**Aim of the task:** Look over the lines below. Report each one that includes the string "given".

**Information:**
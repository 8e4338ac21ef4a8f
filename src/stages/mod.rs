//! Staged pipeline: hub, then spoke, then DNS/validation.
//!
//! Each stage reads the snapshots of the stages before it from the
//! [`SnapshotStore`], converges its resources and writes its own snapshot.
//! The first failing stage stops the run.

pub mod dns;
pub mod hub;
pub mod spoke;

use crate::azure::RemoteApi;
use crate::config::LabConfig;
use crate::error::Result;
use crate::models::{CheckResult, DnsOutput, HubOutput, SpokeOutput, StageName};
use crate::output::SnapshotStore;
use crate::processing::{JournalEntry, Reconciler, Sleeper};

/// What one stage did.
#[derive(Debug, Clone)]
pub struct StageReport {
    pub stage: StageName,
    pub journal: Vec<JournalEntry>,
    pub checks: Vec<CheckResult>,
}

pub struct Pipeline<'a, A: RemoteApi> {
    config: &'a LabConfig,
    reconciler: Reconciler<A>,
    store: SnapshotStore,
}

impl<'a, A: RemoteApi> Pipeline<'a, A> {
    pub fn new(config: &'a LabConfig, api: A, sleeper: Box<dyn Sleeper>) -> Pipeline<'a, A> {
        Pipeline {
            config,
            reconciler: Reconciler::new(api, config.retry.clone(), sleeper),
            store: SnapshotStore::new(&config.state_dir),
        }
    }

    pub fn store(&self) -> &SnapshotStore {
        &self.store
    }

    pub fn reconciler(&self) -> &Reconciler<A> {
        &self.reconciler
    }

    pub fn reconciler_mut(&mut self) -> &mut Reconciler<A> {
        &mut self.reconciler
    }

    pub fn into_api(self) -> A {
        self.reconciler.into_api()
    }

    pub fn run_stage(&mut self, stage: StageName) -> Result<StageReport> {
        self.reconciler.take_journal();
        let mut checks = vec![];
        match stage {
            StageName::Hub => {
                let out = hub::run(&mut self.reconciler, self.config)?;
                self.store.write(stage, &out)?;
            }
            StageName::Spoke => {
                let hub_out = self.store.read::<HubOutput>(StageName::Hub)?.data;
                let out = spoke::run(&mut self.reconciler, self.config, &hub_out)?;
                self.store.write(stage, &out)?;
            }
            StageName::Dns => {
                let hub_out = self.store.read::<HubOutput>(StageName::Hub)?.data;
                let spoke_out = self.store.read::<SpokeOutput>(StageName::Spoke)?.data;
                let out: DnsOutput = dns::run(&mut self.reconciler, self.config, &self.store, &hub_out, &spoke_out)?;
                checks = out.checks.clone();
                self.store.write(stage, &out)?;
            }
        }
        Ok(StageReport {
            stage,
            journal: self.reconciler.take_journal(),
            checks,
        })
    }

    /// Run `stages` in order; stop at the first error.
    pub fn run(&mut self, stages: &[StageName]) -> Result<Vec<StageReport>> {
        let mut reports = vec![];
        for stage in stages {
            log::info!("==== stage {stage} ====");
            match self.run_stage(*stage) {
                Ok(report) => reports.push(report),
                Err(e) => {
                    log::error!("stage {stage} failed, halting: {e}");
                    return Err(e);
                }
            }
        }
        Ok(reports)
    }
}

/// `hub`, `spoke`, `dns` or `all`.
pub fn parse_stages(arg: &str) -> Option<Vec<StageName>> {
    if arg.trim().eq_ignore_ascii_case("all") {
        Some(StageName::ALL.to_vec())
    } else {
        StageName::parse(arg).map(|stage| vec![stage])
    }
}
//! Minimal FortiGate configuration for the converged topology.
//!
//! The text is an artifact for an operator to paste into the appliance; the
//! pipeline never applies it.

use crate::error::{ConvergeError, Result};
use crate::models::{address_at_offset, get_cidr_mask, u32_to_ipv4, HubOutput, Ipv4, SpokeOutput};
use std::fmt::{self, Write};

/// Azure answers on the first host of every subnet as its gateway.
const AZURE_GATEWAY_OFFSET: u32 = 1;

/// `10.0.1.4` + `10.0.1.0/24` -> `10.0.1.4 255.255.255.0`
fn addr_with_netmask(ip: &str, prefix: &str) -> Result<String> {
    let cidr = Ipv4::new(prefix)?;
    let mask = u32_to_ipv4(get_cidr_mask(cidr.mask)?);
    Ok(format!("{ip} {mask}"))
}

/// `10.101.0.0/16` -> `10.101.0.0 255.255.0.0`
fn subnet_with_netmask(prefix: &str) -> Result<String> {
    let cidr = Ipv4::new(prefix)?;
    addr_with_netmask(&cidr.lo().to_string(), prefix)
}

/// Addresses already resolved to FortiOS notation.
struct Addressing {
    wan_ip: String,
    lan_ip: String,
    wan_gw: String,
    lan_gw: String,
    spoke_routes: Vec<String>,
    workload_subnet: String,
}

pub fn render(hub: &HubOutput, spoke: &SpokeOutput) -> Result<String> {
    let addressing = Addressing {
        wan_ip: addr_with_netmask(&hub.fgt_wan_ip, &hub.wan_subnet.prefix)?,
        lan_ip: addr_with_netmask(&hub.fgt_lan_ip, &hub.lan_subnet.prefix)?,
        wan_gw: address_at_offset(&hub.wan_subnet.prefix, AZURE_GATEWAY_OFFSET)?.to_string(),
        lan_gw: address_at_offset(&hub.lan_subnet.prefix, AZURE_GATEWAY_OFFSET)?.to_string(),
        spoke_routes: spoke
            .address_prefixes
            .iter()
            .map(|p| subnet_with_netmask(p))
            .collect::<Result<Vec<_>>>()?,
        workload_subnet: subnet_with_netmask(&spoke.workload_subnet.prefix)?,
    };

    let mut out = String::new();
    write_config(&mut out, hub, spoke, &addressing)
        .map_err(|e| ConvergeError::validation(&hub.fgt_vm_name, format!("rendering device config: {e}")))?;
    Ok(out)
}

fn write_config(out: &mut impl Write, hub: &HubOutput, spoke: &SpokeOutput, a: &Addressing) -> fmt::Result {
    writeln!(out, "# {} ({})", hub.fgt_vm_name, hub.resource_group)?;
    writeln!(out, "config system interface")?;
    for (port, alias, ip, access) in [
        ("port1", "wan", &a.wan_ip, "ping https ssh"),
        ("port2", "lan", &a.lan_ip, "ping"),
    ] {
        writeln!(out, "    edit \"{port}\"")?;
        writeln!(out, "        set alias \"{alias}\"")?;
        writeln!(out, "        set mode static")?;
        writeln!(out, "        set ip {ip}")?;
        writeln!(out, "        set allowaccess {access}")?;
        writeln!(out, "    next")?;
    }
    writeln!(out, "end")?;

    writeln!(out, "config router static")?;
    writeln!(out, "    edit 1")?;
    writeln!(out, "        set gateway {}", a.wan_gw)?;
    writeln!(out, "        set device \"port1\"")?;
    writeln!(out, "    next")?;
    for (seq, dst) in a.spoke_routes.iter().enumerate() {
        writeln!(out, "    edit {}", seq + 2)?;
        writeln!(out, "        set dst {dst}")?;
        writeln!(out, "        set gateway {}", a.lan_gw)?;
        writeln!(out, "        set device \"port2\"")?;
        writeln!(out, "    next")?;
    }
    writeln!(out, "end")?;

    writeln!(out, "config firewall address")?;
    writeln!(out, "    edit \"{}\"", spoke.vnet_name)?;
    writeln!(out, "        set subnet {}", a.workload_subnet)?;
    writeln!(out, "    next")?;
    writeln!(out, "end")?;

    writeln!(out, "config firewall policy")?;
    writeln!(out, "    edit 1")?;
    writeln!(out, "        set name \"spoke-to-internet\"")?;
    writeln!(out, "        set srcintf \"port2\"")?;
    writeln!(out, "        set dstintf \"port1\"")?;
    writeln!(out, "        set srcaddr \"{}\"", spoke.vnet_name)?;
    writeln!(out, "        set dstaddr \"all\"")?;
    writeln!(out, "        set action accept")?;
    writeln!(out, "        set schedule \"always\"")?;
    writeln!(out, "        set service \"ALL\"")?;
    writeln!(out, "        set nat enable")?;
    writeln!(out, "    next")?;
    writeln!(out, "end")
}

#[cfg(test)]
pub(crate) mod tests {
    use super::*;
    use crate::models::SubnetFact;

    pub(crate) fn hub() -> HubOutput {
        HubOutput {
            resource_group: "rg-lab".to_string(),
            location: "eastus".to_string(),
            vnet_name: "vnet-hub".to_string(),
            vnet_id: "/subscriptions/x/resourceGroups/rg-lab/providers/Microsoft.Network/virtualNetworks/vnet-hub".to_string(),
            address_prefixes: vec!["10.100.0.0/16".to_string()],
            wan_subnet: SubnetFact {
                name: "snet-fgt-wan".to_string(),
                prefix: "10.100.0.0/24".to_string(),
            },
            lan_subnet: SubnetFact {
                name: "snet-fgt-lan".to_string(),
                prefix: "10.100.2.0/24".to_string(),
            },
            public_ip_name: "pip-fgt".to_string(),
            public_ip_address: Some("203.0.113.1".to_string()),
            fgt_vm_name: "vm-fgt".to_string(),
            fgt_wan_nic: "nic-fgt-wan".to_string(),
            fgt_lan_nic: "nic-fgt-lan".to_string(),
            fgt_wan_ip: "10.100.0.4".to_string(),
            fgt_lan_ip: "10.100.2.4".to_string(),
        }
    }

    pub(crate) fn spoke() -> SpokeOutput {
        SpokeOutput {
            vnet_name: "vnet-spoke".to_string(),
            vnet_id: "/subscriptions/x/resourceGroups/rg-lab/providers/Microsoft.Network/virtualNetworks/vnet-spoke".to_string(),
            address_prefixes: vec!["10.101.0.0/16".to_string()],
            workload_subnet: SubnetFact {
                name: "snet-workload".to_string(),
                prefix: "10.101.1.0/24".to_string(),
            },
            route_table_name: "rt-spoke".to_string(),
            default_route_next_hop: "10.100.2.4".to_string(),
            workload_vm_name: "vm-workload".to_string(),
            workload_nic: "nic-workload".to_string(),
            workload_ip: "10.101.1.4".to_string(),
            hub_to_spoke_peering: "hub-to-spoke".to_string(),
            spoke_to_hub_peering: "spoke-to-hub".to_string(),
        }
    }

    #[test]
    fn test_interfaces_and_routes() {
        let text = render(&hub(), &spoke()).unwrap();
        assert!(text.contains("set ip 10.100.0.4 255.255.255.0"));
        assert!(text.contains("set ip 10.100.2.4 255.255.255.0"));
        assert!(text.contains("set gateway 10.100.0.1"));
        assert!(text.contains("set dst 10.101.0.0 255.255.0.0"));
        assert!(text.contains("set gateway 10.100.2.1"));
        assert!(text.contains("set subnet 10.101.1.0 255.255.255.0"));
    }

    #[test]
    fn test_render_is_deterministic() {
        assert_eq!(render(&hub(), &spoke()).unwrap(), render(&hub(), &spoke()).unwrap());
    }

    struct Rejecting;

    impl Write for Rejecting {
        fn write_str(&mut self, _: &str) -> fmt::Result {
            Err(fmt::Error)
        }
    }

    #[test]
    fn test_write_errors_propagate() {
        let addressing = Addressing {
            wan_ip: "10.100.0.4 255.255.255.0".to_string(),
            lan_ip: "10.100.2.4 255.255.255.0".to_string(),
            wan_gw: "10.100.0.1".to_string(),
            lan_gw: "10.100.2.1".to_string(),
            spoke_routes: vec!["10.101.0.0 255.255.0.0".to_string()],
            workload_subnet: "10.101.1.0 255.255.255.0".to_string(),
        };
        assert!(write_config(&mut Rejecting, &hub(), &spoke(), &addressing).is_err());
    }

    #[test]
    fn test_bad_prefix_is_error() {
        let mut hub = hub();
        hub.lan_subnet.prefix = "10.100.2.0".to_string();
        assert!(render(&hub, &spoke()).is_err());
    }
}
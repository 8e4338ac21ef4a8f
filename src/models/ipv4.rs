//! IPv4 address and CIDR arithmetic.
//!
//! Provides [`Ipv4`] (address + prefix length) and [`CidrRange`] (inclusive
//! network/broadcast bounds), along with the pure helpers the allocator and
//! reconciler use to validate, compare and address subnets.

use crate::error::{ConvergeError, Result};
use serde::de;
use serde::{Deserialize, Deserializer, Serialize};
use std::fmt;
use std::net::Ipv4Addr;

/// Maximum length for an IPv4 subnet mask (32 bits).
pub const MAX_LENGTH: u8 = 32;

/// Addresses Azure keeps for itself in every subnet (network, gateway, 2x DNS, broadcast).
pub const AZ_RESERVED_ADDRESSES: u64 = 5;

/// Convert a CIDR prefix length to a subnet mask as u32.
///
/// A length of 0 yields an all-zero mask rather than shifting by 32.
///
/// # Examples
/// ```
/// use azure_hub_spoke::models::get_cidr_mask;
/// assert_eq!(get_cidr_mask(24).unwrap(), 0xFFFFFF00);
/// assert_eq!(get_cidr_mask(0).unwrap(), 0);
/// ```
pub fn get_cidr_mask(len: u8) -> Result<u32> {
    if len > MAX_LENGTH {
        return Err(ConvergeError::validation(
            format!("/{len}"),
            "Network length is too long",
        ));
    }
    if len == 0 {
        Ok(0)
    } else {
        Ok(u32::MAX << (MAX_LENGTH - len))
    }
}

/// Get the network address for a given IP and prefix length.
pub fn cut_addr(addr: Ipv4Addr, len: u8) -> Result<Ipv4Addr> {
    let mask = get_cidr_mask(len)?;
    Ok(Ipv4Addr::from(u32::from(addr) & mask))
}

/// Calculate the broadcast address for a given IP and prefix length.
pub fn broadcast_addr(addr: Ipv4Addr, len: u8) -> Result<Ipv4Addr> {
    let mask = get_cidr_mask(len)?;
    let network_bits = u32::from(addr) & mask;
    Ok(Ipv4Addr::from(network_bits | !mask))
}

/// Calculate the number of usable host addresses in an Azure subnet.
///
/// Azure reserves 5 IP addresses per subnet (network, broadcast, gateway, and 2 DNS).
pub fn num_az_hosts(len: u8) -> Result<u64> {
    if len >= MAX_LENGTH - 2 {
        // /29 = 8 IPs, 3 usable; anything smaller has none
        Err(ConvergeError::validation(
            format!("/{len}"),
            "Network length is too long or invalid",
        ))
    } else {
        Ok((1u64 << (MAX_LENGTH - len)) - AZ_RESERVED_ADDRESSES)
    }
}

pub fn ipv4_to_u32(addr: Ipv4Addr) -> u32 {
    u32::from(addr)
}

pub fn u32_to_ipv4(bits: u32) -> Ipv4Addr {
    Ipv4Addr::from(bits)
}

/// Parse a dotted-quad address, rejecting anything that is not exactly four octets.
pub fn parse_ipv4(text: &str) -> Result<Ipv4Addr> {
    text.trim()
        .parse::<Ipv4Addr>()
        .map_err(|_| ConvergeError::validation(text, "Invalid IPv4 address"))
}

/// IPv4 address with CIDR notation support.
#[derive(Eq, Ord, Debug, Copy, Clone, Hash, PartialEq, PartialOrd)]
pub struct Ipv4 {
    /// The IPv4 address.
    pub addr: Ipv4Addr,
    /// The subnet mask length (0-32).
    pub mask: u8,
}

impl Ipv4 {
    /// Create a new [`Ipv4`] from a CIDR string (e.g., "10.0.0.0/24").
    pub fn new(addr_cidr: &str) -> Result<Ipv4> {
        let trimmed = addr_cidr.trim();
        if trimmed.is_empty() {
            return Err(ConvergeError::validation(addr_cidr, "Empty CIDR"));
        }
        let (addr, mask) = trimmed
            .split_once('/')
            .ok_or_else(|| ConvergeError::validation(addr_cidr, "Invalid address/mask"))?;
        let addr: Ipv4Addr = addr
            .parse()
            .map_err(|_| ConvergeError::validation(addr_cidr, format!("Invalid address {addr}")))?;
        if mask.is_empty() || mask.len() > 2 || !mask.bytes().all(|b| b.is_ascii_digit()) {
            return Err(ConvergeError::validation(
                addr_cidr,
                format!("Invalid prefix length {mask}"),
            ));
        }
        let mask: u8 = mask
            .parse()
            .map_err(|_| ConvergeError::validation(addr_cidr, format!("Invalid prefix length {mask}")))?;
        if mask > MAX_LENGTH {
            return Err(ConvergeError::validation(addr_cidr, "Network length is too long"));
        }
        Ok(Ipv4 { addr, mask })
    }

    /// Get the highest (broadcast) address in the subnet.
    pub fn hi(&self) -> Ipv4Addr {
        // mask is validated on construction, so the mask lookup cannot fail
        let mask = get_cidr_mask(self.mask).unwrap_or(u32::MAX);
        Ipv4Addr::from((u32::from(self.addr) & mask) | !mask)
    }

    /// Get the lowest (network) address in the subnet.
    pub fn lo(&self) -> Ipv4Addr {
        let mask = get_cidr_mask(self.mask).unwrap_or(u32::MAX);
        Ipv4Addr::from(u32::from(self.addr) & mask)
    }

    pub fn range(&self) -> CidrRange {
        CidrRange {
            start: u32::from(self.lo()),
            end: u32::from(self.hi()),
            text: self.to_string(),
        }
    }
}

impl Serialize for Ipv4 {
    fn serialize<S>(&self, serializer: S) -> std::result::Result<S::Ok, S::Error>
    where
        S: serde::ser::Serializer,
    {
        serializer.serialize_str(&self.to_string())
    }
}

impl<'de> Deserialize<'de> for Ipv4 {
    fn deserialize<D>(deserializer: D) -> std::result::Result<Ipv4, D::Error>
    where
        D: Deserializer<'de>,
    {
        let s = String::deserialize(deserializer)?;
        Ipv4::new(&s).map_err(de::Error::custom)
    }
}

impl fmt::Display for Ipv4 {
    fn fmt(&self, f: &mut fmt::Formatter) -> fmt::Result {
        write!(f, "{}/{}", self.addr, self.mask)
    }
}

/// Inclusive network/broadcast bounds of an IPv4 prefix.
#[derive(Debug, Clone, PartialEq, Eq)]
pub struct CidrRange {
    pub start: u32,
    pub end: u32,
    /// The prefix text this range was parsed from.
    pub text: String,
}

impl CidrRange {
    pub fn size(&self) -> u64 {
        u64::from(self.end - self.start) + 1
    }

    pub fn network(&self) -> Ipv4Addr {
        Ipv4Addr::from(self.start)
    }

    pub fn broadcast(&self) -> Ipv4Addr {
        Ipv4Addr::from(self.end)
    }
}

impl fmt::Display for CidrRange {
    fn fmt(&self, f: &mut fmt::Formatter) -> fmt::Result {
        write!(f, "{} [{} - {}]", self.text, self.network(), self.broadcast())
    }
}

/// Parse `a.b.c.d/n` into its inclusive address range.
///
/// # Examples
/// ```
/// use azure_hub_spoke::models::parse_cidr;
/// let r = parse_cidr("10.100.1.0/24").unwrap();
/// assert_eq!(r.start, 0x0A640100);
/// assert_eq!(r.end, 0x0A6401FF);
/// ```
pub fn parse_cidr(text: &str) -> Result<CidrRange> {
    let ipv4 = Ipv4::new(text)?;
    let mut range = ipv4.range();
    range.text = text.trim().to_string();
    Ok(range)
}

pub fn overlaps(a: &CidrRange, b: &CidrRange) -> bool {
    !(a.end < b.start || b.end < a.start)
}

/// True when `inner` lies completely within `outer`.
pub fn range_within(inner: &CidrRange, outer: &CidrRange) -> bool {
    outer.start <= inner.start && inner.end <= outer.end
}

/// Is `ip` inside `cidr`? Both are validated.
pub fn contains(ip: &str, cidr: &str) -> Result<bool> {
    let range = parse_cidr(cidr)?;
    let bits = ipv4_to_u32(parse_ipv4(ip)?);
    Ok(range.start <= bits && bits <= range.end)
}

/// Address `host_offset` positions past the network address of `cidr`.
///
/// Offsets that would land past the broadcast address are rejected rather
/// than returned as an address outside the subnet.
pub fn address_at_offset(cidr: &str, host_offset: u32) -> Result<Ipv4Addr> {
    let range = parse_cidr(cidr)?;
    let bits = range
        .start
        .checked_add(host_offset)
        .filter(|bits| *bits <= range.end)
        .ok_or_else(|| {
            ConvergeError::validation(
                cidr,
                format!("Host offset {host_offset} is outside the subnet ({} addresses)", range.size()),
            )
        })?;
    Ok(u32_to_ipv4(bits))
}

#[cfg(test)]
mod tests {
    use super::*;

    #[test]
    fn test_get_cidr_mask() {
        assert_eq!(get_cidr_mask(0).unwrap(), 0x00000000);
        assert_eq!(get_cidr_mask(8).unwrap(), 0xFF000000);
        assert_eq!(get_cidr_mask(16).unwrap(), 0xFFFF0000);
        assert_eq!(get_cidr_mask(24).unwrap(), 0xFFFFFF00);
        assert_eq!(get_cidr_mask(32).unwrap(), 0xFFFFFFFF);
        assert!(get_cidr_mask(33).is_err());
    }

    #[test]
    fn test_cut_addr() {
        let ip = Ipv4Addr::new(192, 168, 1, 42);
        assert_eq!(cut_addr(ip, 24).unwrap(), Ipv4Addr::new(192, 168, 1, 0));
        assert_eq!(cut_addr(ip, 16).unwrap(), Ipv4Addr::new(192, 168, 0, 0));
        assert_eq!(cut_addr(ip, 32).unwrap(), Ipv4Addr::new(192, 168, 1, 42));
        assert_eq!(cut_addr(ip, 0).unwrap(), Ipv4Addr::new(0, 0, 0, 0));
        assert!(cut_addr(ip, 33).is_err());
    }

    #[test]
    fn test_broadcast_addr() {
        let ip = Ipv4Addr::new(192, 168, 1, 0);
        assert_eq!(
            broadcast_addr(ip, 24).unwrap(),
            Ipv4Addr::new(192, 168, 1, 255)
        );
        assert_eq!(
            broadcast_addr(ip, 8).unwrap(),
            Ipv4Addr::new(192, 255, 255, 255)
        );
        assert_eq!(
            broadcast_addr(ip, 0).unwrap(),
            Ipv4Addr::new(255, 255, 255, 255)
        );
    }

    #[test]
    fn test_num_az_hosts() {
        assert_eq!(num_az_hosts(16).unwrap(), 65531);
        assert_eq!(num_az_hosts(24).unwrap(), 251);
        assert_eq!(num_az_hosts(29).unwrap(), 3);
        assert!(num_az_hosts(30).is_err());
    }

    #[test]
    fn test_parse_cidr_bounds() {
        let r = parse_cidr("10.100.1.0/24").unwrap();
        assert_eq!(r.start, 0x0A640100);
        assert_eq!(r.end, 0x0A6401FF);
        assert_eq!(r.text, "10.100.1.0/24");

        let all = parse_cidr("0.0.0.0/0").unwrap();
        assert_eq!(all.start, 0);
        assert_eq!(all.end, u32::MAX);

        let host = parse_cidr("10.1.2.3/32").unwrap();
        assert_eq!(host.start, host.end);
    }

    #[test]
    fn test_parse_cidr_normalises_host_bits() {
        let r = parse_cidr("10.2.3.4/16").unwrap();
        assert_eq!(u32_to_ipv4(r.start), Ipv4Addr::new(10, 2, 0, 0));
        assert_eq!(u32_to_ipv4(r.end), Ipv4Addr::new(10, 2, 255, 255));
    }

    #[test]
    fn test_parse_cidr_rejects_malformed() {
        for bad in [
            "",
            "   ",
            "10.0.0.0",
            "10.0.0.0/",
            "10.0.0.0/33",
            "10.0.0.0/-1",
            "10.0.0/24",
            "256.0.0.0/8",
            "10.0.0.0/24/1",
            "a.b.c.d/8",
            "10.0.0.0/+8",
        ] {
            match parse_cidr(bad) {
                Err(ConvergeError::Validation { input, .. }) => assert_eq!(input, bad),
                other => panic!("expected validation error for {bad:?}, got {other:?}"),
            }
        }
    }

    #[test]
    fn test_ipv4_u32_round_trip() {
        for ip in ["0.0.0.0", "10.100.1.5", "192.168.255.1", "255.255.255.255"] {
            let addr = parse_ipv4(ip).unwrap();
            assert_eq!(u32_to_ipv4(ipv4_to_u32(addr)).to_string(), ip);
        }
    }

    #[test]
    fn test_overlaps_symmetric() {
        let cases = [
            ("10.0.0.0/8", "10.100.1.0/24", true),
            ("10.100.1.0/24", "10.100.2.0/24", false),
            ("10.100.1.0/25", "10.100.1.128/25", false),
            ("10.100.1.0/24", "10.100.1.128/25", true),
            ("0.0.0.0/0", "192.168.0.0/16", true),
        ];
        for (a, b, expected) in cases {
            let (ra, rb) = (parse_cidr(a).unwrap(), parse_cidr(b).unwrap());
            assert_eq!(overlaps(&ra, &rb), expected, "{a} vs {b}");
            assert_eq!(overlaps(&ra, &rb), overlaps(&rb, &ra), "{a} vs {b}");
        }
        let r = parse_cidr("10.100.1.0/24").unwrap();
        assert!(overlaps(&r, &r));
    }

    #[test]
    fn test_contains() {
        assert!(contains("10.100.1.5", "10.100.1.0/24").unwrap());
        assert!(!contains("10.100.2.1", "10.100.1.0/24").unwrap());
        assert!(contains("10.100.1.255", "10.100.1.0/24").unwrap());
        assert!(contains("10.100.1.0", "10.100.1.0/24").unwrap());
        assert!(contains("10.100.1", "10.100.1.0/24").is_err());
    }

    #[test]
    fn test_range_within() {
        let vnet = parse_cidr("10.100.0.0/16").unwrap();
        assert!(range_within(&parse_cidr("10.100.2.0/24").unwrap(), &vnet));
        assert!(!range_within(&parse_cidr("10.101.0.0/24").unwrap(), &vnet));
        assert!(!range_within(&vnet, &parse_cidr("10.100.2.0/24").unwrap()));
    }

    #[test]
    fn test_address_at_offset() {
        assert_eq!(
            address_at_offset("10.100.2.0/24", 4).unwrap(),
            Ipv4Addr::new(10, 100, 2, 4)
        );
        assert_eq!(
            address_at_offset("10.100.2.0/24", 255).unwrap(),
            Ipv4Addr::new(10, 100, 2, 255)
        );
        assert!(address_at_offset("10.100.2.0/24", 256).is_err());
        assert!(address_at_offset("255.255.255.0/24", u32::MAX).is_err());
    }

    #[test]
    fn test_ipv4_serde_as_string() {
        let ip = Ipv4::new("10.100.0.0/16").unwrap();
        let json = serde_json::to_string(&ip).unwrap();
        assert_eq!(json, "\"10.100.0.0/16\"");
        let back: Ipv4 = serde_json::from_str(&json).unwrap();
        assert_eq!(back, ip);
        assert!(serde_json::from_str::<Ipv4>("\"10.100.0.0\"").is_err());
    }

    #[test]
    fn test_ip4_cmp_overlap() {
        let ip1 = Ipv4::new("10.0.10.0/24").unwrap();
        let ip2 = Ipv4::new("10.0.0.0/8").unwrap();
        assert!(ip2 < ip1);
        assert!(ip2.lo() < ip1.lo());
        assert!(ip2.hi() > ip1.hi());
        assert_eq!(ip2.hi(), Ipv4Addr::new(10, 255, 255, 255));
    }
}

**Response box:**
/// Get the network address for a given IP and prefix length.
/// Calculate the broadcast address for a given IP and prefix length.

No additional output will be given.